• **ACTIVITY**
What lines below contain the string "unsafe"? List them all.

[PROVIDED DATA]

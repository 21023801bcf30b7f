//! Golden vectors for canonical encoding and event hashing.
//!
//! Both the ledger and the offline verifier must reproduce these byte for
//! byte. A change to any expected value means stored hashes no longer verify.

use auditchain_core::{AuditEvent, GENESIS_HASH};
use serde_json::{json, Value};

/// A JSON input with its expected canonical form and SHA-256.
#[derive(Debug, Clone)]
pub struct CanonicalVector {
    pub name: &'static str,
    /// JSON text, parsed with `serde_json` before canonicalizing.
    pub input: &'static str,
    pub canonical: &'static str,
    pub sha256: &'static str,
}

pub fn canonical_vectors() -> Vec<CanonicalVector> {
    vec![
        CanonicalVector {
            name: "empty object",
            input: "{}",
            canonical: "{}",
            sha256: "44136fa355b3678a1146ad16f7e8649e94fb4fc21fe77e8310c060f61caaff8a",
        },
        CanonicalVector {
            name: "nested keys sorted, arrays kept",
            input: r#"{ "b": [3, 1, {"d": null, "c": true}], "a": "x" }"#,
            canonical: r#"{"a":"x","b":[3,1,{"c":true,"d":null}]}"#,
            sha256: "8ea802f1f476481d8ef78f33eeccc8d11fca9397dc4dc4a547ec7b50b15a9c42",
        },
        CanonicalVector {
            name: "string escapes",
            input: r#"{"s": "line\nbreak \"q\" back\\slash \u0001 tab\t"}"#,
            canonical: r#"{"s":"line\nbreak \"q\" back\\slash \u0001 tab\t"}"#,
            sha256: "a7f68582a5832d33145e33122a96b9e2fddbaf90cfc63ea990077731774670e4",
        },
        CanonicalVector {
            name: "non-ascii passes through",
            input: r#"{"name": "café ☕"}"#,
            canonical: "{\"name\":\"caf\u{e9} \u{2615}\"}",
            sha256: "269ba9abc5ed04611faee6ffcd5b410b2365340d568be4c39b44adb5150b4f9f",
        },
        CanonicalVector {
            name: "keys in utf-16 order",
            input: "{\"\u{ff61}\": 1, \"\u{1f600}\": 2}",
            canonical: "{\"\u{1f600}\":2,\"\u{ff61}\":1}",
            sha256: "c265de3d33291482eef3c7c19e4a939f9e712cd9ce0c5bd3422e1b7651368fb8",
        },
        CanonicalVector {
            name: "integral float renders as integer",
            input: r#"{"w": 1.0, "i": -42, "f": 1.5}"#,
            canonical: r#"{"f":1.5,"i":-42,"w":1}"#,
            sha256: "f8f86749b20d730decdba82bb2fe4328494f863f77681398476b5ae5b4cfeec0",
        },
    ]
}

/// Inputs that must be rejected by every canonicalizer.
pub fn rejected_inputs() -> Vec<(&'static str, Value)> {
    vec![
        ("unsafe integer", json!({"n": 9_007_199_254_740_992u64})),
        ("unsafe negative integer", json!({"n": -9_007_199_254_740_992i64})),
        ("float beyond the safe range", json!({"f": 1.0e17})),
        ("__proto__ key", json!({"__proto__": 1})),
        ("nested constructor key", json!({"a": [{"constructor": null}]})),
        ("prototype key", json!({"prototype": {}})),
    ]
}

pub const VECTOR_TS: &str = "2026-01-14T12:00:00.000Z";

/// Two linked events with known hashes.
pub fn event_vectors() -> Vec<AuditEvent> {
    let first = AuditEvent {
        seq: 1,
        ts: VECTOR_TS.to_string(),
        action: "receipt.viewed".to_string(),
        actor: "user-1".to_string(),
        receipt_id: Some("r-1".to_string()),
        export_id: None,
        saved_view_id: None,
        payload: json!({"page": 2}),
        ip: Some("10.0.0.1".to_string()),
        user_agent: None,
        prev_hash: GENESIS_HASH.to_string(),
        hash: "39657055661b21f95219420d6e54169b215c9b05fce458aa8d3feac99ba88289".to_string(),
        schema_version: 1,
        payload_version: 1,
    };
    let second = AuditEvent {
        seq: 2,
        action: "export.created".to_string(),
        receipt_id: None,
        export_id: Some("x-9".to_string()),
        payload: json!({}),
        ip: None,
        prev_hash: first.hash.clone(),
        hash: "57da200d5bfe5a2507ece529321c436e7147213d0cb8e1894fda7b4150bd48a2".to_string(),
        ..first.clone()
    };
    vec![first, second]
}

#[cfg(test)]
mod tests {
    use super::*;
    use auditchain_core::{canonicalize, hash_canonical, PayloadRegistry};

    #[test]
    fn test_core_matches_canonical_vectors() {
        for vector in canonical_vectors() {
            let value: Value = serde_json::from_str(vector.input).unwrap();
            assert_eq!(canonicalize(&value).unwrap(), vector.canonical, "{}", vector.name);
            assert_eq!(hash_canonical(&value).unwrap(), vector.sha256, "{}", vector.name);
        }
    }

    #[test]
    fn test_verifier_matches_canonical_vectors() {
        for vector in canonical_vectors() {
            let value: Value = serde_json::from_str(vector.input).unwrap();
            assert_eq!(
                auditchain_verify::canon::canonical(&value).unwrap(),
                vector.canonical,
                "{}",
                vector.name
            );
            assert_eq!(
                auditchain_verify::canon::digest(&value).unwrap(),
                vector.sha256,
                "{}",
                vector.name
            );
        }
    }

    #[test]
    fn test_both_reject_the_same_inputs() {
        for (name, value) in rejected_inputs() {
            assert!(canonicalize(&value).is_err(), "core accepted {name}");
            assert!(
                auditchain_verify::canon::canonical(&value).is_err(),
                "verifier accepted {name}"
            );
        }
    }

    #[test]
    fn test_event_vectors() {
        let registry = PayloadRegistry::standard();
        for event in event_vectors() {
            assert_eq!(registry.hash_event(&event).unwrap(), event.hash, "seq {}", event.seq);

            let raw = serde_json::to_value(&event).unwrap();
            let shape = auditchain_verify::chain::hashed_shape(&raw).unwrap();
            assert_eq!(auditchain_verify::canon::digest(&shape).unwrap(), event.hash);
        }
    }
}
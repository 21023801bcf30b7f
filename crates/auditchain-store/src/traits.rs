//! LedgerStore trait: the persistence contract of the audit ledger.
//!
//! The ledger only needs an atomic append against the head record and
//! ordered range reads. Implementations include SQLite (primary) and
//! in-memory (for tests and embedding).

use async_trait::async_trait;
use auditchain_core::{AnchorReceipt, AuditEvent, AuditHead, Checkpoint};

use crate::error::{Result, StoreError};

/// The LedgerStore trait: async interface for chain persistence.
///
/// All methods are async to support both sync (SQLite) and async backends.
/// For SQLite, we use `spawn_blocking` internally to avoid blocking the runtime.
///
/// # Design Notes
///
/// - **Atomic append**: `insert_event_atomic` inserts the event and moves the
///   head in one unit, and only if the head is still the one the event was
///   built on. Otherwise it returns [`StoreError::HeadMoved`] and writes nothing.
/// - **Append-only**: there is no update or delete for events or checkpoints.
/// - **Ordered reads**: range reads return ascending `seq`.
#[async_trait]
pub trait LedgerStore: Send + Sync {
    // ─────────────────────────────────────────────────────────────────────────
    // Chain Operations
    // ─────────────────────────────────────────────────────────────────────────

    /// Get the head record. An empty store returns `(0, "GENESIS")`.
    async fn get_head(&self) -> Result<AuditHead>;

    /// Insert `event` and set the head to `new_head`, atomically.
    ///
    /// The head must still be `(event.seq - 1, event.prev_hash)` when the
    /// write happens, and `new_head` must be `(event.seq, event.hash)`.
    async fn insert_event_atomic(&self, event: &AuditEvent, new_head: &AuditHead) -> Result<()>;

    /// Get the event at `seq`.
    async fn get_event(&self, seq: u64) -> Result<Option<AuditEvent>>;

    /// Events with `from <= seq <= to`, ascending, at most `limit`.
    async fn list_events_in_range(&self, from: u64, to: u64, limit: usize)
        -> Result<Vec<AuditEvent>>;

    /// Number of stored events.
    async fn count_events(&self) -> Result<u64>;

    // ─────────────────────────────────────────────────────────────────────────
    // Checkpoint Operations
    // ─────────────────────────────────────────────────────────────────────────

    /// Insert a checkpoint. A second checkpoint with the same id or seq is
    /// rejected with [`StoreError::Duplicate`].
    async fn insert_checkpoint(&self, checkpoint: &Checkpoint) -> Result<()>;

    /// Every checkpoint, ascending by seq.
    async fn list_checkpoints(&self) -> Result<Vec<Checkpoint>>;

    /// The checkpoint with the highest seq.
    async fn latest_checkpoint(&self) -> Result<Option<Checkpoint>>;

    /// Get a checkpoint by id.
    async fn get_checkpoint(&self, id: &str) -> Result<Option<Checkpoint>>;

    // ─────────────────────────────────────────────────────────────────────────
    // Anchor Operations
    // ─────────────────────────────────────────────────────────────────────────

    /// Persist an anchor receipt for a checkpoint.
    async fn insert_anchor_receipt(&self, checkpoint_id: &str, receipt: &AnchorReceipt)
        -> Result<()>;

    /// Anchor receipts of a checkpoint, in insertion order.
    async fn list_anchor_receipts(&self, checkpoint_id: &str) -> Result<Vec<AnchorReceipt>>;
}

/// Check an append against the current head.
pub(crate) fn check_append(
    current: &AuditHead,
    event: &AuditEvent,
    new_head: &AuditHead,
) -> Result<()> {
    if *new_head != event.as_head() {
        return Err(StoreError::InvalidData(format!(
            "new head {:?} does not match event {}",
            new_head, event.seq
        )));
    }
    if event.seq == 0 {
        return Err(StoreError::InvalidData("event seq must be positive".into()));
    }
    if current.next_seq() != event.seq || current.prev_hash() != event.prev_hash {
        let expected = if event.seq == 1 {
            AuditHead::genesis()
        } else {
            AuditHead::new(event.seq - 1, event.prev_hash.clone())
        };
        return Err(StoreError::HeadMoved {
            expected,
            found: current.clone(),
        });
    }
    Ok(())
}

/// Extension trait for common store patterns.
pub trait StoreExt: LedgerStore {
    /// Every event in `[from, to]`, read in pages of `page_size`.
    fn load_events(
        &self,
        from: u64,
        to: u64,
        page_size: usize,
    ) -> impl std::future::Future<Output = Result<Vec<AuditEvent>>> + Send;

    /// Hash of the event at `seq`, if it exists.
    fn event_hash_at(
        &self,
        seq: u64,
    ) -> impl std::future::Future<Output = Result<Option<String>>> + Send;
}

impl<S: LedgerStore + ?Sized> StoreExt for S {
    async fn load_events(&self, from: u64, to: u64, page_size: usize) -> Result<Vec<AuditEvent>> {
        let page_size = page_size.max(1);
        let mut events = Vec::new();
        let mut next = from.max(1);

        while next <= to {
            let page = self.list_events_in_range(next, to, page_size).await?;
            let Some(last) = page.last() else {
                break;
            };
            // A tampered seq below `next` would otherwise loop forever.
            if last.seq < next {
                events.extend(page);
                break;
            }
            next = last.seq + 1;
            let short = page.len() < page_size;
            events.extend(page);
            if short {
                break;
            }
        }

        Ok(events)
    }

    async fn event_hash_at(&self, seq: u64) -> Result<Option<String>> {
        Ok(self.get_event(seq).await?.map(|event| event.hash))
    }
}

[/PROVIDED DATA]

• **RESPONSE AREA**
        ("unsafe integer", json!({"n": 9_007_199_254_740_992u64})),
        ("unsafe negative integer", json!({"n": -9_007_199_254_740_992i64})),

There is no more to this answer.